The visualize() function creates interactive HTML visualizations of extraction results. It displays the original text with highlighted extractions, allowing you to step through each entity and view its attributes.
import langextract as lx

# Extract information
result = lx.extract(
    text="John Smith works at Google.",
    prompt_description="Extract people and companies",
    examples=examples
)

# Visualize the results
lx.visualize(result)

Function Signature

def visualize(
    data_source: data.AnnotatedDocument | str | pathlib.Path,
    *,
    animation_speed: float = 1.0,
    show_legend: bool = True,
    gif_optimized: bool = True,
) -> HTML | str

Parameters

data_source
AnnotatedDocument | str | pathlib.Path
required
The source of extraction data to visualize.
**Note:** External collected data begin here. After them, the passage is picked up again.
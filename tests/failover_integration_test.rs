//! 故障转移集成测试
//!
//! 健康检查 → 协调器 → 注册表的端到端流程

use std::sync::atomic::{AtomicUsize, Ordering};
use std::sync::Arc;

use async_trait::async_trait;
use qaha::balancer::FailoverPolicy;
use qaha::cluster::{ClusterNode, ClusterNodeStatus, LoadBalancerNode, NodeRegistry, NodeRole};
use qaha::failover::{
    FailoverConfig, FailoverError, FailoverOrchestrator, FailoverTrigger, FlagWriteGate, WriteGate,
};
use qaha::health::{HealthCheckSpec, HealthMonitor, HealthProbe, HealthTransition};
use qaha::notification::{EventBus, HaEvent};
use qaha::replication::{
    ReplicaReport, ReplicationConfig, ReplicationMode, ReplicationMonitor, ReportedReplicaProbe,
};
use tokio::time::Duration;

struct Cluster {
    registry: Arc<NodeRegistry>,
    probe: Arc<ReportedReplicaProbe>,
    gate: Arc<FlagWriteGate>,
    bus: Arc<EventBus>,
    orchestrator: Arc<FailoverOrchestrator>,
}

/// M (lag 0), S1 (priority 90, lag 50ms), S2 (priority 80, lag 2000ms)
fn three_node_cluster(load_balancer: Vec<LoadBalancerNode>) -> Cluster {
    let registry = Arc::new(NodeRegistry::with_nodes(
        load_balancer,
        vec![
            ClusterNode::new("M", NodeRole::Master, 100),
            ClusterNode::new("S1", NodeRole::Slave, 90).with_lag(50),
            ClusterNode::new("S2", NodeRole::Slave, 80).with_lag(2000),
        ],
    ));
    let probe = Arc::new(ReportedReplicaProbe::default());
    probe.report("S1", ReplicaReport::new(50));
    probe.report("S2", ReplicaReport::new(2000));

    let gate = Arc::new(FlagWriteGate::new());
    let bus = Arc::new(EventBus::new());
    let orchestrator = Arc::new(FailoverOrchestrator::new(
        registry.clone(),
        probe.clone(),
        gate.clone(),
        bus.clone(),
        FailoverConfig::default(),
        FailoverPolicy::Immediate,
        Duration::from_millis(0),
        ReplicationMode::SemiSynchronous,
    ));

    Cluster {
        registry,
        probe,
        gate,
        bus,
        orchestrator,
    }
}

fn drain_names(rx: &mut tokio::sync::mpsc::UnboundedReceiver<HaEvent>) -> Vec<&'static str> {
    std::iter::from_fn(|| rx.try_recv().ok()).map(|e| e.name()).collect()
}

/// 测试三节点场景：选择 S1，M 降级，记录一条事件
#[tokio::test]
async fn test_three_node_failover_scenario() {
    let c = three_node_cluster(vec![]);

    // S1 在同步等待中追平
    c.probe.report("S1", ReplicaReport::new(20));

    let event = c
        .orchestrator
        .initiate_failover("test", FailoverTrigger::Manual)
        .await
        .unwrap();

    assert_eq!(event.to_node, "S1");
    assert_eq!(event.from_node.as_deref(), Some("M"));
    assert!(event.rollback_available);
    assert!(!event.data_loss);

    let s1 = c.registry.cluster_node("S1").unwrap();
    assert_eq!(s1.role, NodeRole::Master);
    assert_eq!(s1.priority, 100);

    let m = c.registry.cluster_node("M").unwrap();
    assert_eq!(m.role, NodeRole::Slave);

    // S2 不动
    assert_eq!(c.registry.cluster_node("S2").unwrap().role, NodeRole::Slave);

    let history = c.orchestrator.history(10);
    assert_eq!(history.len(), 1);
    assert_eq!(history[0].to_node, "S1");

    assert!(c.gate.writes_enabled());
    assert_eq!(c.orchestrator.current_master().as_deref(), Some("S1"));
}

/// 测试互斥：进行中的故障转移会拒绝第二次调用，且不修改任何节点
#[tokio::test(start_paused = true)]
async fn test_concurrent_failover_rejected() {
    let c = three_node_cluster(vec![]);
    // S1 追不平，第一次调用停在同步等待中
    c.probe.report("S1", ReplicaReport::new(500));

    let first = {
        let orchestrator = c.orchestrator.clone();
        tokio::spawn(async move {
            orchestrator
                .initiate_failover("first", FailoverTrigger::Manual)
                .await
        })
    };

    while !c.orchestrator.is_in_progress() {
        tokio::task::yield_now().await;
    }

    let before = c.registry.cluster_nodes();
    let second = c
        .orchestrator
        .initiate_failover("second", FailoverTrigger::Manual)
        .await;
    assert_eq!(second.unwrap_err(), FailoverError::AlreadyInProgress);

    let after = c.registry.cluster_nodes();
    for (b, a) in before.iter().zip(after.iter()) {
        assert_eq!(b.role, a.role);
        assert_eq!(b.status, a.status);
    }

    // 第一次调用最终同步超时并回滚
    let result = first.await.unwrap();
    assert!(matches!(result, Err(FailoverError::SyncTimeout { .. })));
    assert_eq!(c.registry.cluster_node("M").unwrap().role, NodeRole::Master);
    assert!(c.gate.writes_enabled());
    assert!(!c.orchestrator.is_in_progress());
    assert!(c.orchestrator.history(10).is_empty());
}

/// 测试预检查：延迟 >= 5000ms 的候选永远不会被提升
#[tokio::test]
async fn test_precheck_blocks_lagging_candidate() {
    let c = three_node_cluster(vec![]);
    let mut rx = c.bus.subscribe("test");

    // 注册表里 S1 仍是 50ms，但实际测得 6000ms
    c.probe.report("S1", ReplicaReport::new(6000));

    let result = c
        .orchestrator
        .initiate_failover("test", FailoverTrigger::Manual)
        .await;

    match result {
        Err(FailoverError::PreCheckFailed { node_id, .. }) => assert_eq!(node_id, "S1"),
        other => panic!("unexpected result: {:?}", other),
    }

    assert_eq!(c.registry.cluster_node("M").unwrap().role, NodeRole::Master);
    assert_eq!(c.registry.cluster_node("S1").unwrap().role, NodeRole::Slave);
    assert_eq!(c.orchestrator.current_master().as_deref(), Some("M"));
    assert!(c.orchestrator.history(10).is_empty());
    assert_eq!(c.gate.suspension_count(), 0);

    let names = drain_names(&mut rx);
    assert_eq!(names, vec!["failover:started", "failover:failed"]);

    let stats = c.orchestrator.stats();
    assert_eq!(stats.attempts, 1);
    assert_eq!(stats.failures, 1);
    assert_eq!(stats.rollbacks, 0);
}

/// 测试复制监控：超过 maxLag 的副本在下一次巡检时告警
#[tokio::test]
async fn test_replication_lag_event() {
    let c = three_node_cluster(vec![]);
    let mut rx = c.bus.subscribe("test");

    let monitor = ReplicationMonitor::new(
        c.registry.clone(),
        c.probe.clone(),
        ReplicationConfig {
            max_lag_ms: 1000,
            ..Default::default()
        },
        c.bus.clone(),
    );

    c.probe.report("S1", ReplicaReport::new(1500));
    c.probe.report("S2", ReplicaReport::new(10));
    let tick = monitor.tick().await;
    assert_eq!(tick.lagging, vec!["S1".to_string()]);

    match rx.try_recv().unwrap() {
        HaEvent::ReplicationLag {
            node_id,
            lag_ms,
            threshold_ms,
            ..
        } => {
            assert_eq!(node_id, "S1");
            assert_eq!(lag_ms, 1500);
            assert_eq!(threshold_ms, 1000);
        }
        other => panic!("unexpected event: {:?}", other),
    }
    assert!(rx.try_recv().is_err());

    // 延迟写回注册表，角色不变
    let s1 = c.registry.cluster_node("S1").unwrap();
    assert_eq!(s1.lag_ms, 1500);
    assert_eq!(s1.role, NodeRole::Slave);
    assert_eq!(c.registry.cluster_node("S2").unwrap().lag_ms, 10);
}

/// 一直失败的健康探针
struct DownProbe {
    calls: AtomicUsize,
}

#[async_trait]
impl HealthProbe for DownProbe {
    async fn probe(&self, _node: &LoadBalancerNode, _spec: &HealthCheckSpec) -> qaha::Result<bool> {
        self.calls.fetch_add(1, Ordering::SeqCst);
        Ok(false)
    }
}

/// 测试 master 健康检查失败后自动切换
#[tokio::test]
async fn test_unhealthy_master_triggers_failover() {
    let c = three_node_cluster(vec![
        LoadBalancerNode::new("M", "127.0.0.1:7001"),
        LoadBalancerNode::new("S1", "127.0.0.1:7002"),
    ]);
    let mut rx = c.bus.subscribe("test");

    let probe = Arc::new(DownProbe {
        calls: AtomicUsize::new(0),
    });
    let spec = HealthCheckSpec {
        retries: 1,
        unhealthy_threshold: 3,
        ..Default::default()
    };
    let monitor = HealthMonitor::new(c.registry.clone(), spec, probe.clone(), c.bus.clone())
        .with_failover(c.orchestrator.clone());

    assert_eq!(monitor.check_node("M").await, None);
    assert_eq!(monitor.check_node("M").await, None);
    assert_eq!(c.orchestrator.current_master().as_deref(), Some("M"));

    assert_eq!(
        monitor.check_node("M").await,
        Some(HealthTransition::BecameUnhealthy)
    );
    // 每次检查 1 + retries 次探测
    assert_eq!(probe.calls.load(Ordering::SeqCst), 6);

    assert_eq!(c.orchestrator.current_master().as_deref(), Some("S1"));
    let history = c.orchestrator.history(1);
    assert_eq!(history[0].trigger, FailoverTrigger::Automatic);

    let names = drain_names(&mut rx);
    assert!(names.contains(&"node:unhealthy"));
    assert!(names.contains(&"failover:completed"));

    // 新 master 再失效时没有可提升的 slave（M 为 standby，S2 延迟过大），不重试
    for _ in 0..3 {
        monitor.check_node("S1").await;
    }
    assert_eq!(c.orchestrator.history(10).len(), 1);
    assert_eq!(c.orchestrator.stats().failures, 1);
    assert_eq!(c.orchestrator.current_master().as_deref(), Some("S1"));
}

/// 测试 graceful 策略：先把 master 的服务节点置为 draining
#[tokio::test(start_paused = true)]
async fn test_graceful_policy_drains_first() {
    let registry = Arc::new(NodeRegistry::with_nodes(
        vec![LoadBalancerNode::new("M", "127.0.0.1:7001")],
        vec![
            ClusterNode::new("M", NodeRole::Master, 100),
            ClusterNode::new("S1", NodeRole::Slave, 90).with_lag(10),
        ],
    ));
    let probe = Arc::new(ReportedReplicaProbe::new(Duration::from_secs(60)));
    probe.report("S1", ReplicaReport::new(10));

    let orchestrator = FailoverOrchestrator::new(
        registry.clone(),
        probe,
        Arc::new(FlagWriteGate::new()),
        Arc::new(EventBus::new()),
        FailoverConfig::default(),
        FailoverPolicy::Graceful,
        Duration::from_secs(5),
        ReplicationMode::Asynchronous,
    );

    let started = tokio::time::Instant::now();
    let event = orchestrator
        .handle_master_lost("M", "master down")
        .await
        .unwrap()
        .unwrap();

    assert!(started.elapsed() >= Duration::from_secs(5));
    assert_eq!(event.to_node, "S1");
    // 异步复制且提升时仍有延迟
    assert!(event.data_loss);
    assert_eq!(
        registry.load_balancer_node("M").unwrap().status,
        qaha::cluster::NodeHealth::Draining
    );
    assert_eq!(
        registry.cluster_node("M").unwrap().status,
        ClusterNodeStatus::Standby
    );
}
Can be:
  • An AnnotatedDocument object (returned from lx.extract())
  • A string path to a JSONL file containing saved extractions
  • A pathlib.Path object pointing to a JSONL file
When loading from a file, the first document in the JSONL file will be visualized.
animation_speed
float
default:"1.0"
Animation speed in seconds between extractions when playing in auto-play mode.
  • Lower values (e.g., 0.5) create faster animations
  • Higher values (e.g., 2.0) slow down the animation
  • Default is 1.0 second per extraction
This is a keyword-only parameter.
show_legend
bool
default:"True"
If True, displays a color legend mapping extraction classes to their highlight colors at the top of the visualization.
This is a keyword-only parameter.
gif_optimized
bool
default:"True"
If True, applies GIF-optimized styling with:
  • Larger fonts for better readability
  • Better contrast and improved dimensions
  • Enhanced styling for video capture
Useful when recording the visualization as a GIF or video for presentations.
This is a keyword-only parameter.

Returns

result
IPython.display.HTML | str
Returns an IPython.display.HTML object if IPython is available (Jupyter notebook environment), otherwise returns the generated HTML string.The HTML includes:
  • Syntax-highlighted text with colored spans for each extraction
  • Interactive controls (Play/Pause, Previous, Next)
  • Progress slider to jump to any extraction
  • Attributes panel showing details of the current extraction
  • Status text showing current position and extraction count

Exceptions

FileNotFoundError
exception
Raised when data_source is a file path that does not exist.
ValueError
exception
Raised when:
  • The JSONL file contains no documents
  • The AnnotatedDocument contains no text
  • The AnnotatedDocument contains no extractions

Visualization Features

Interactive Controls

The visualization includes several interactive controls:
  • Play/Pause Button: Automatically cycle through extractions
  • Previous Button: Jump to the previous extraction
  • Next Button: Jump to the next extraction
  • Progress Slider: Manually navigate to any extraction
  • Auto-scroll: Automatically scrolls the current extraction into view

Color Coding

Each extraction class is automatically assigned a unique color from a Material Design-inspired palette:
  • Light Blue (#D2E3FC)
  • Light Green (#C8E6C9)
  • Light Yellow (#FEF0C3)
  • Light Red (#F9DEDC)
  • Light Orange (#FFDDBE)
  • Light Purple (#EADDFF)
  • Light Teal (#C4E9E4)
  • Light Pink (#FCE4EC)
  • Very Light Grey (#E8EAED)
  • Pale Cyan (#DDE8E8)
Colors are assigned consistently based on extraction class names (sorted alphabetically).

Attributes Display

For each extraction, the attributes panel shows:
  • class: The extraction class/entity type
  • attributes: All extracted attributes as key-value pairs
  • Empty or null attributes are filtered out for cleaner display

Examples

Basic Visualization

import langextract as lx

# Extract entities
result = lx.extract(
    text="Sarah Johnson founded TechCorp in 2020.",
    prompt_description="Extract people, companies, and dates",
    examples=examples
)

# Display visualization in Jupyter
lx.visualize(result)

Load from JSONL File

import langextract as lx

# Save extractions to file
lx.io.save_annotated_documents_jsonl([result], "extractions.jsonl")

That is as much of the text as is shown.